A regularização dos jogos de azar deveria ter sido precedida por revisões da literatura e amplos estudos nacionais sobre o tema, que pode assumir proporções catastróficas – principalmente entre jovens de renda alta e gênero masculino – se não forem criadas políticas públicas para lidar com o problema. Essa revisão deve incluir também estudos robustos sobre as melhores políticas públicas para lidar com os efeitos indesejáveis do jogo. Isso inclui mecanismos para identificar jogadores com transtornos, tratamento dos dependentes, restrição para jogadores patológicos, sistemas de autoexclusão, softwares de bloqueio, bloqueio de operações bancárias, limitação ou proibição de propaganda, campanhas de conscientização, treinamento do pessoal de saúde, entre outras.
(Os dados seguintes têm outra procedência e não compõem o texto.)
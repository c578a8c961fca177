//! GL-014: BLAKE3 digests of dishes and recipes for the run trace.

use crate::core::dish::Dish;
use crate::core::recipe::Step;

/// Hash raw bytes. Returns `"blake3:{hex}"`.
pub fn hash_bytes(bytes: &[u8]) -> String {
    format!("blake3:{}", blake3::hash(bytes).to_hex())
}

/// Hash a string. Returns `"blake3:{hex}"`.
pub fn hash_string(s: &str) -> String {
    hash_bytes(s.as_bytes())
}

/// Hash a dish: its type name, a NUL, then its byte form.
///
/// The type is part of the digest so `"3"` as a string and `3` as a number
/// hash differently.
pub fn hash_dish(dish: &Dish) -> String {
    let mut hasher = blake3::Hasher::new();
    hasher.update(dish.dish_type().as_str().as_bytes());
    hasher.update(b"\0");
    match dish.get_bytes() {
        Ok(bytes) => {
            hasher.update(&bytes);
        }
        Err(e) => {
            hasher.update(e.to_string().as_bytes());
        }
    }
    format!("blake3:{}", hasher.finalize().to_hex())
}

/// Hash a step list through its canonical JSON form.
pub fn hash_steps(steps: &[Step]) -> String {
    match serde_json::to_vec(steps) {
        Ok(json) => hash_bytes(&json),
        Err(e) => hash_string(&e.to_string()),
    }
}

/// Short form for log lines: algorithm prefix dropped, first 12 hex digits.
pub fn short(hash: &str) -> &str {
    let hex = hash.strip_prefix("blake3:").unwrap_or(hash);
    hex.get(..12).unwrap_or(hex)
}

#[cfg(test)]
mod tests {
    use super::*;
    use crate::core::types::DishValue;

    #[test]
    fn test_gl014_hash_string_format() {
        let h = hash_string("hello");
        assert!(h.starts_with("blake3:"));
        assert_eq!(h.len(), 7 + 64);
        assert_eq!(h, hash_bytes(b"hello"));
    }

    #[test]
    fn test_gl014_hash_dish_includes_type() {
        let text = Dish::from_string("3");
        let number = Dish::new(DishValue::Number(3.0));
        assert_ne!(hash_dish(&text), hash_dish(&number));
        assert_eq!(hash_dish(&text), hash_dish(&Dish::from_string("3")));
    }

    #[test]
    fn test_gl014_hash_steps_deterministic() {
        let steps = vec![Step::new("Reverse", vec!["Character".into()])];
        assert_eq!(hash_steps(&steps), hash_steps(&steps.clone()));
        assert_ne!(hash_steps(&steps), hash_steps(&[]));
    }

    #[test]
    fn test_gl014_short() {
        let h = hash_string("x");
        assert_eq!(short(&h).len(), 12);
        assert_eq!(short("abc"), "abc");
    }
}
É preciso tratar do problema como uma questão de saúde pública, assim como a dependência de álcool e drogas. Trata-se de uma indústria bilionária, com grande poder de lobby, que deve ser pesadamente taxada e regulada – e, no limite, proibida, como aconteceu com os cassinos e jogos de bingo no passado. É preciso ponderar aqui, como sempre, as questões de liberdade individual, fiscais, o risco de alimentar um mercado ilegal de jogos e os danos individuais e custos sociais da liberação indiscriminada dos jogos de azar. Também são necessários critérios objetivos para definir que tipo de jogo é permitido ou proibido, lembrando aqui que corridas de cavalo, loterias e jogos on-line são permitidos no Brasil, enquanto bingos, cassinos e jogo do bicho, não. Isso sugere que critérios arbitrários são utilizados, dependendo de fatores culturais, fiscais, deontológicos, capacidade de persuasão dos setores, entre outros motivos menos nobres.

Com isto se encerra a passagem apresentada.